→ Records from a collection:
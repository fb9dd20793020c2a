//! Conflict detection and analytics for CrewSync
//!
//! Retrospective mining of the append-only operation log:
//! - [`OperationLog`]: the log store and its window queries
//! - [`ConflictDetector`]: correlates operator-disjoint overlapping edits
//!   into classified [`ConflictRecord`]s
//! - [`ConflictBoard`]: record store, resolution workflow entry point, and
//!   statistics
//! - [`FeatureExtractor`]: flat numeric feature rows for the downstream
//!   training pipeline
//!
//! [`ConflictRecord`]: crewsync_core::ConflictRecord

#![warn(missing_docs)]
#![warn(clippy::all)]

pub mod board;
pub mod detector;
pub mod features;
pub mod log;

pub use board::{ConflictBoard, ConflictStatistics};
pub use detector::{ConflictDetector, DetectorConfig};
pub use features::{FeatureExtractor, FeatureRow};
pub use log::OperationLog;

→ What is being asked:
Beginning at the line containing "entry point, and", repeat each line exactly through the last line of the entries, and include no other lines.

→ Task solution:
//! - [`ConflictBoard`]: record store, resolution workflow entry point, and
//!   statistics
//! - [`FeatureExtractor`]: flat numeric feature rows for the downstream
//!   training pipeline
//!
//! [`ConflictRecord`]: crewsync_core::ConflictRecord

#![warn(missing_docs)]
#![warn(clippy::all)]

pub mod board;
pub mod detector;
pub mod features;
pub mod log;

pub use board::{ConflictBoard, ConflictStatistics};
pub use detector::{ConflictDetector, DetectorConfig};
pub use features::{FeatureExtractor, FeatureRow};
pub use log::OperationLog;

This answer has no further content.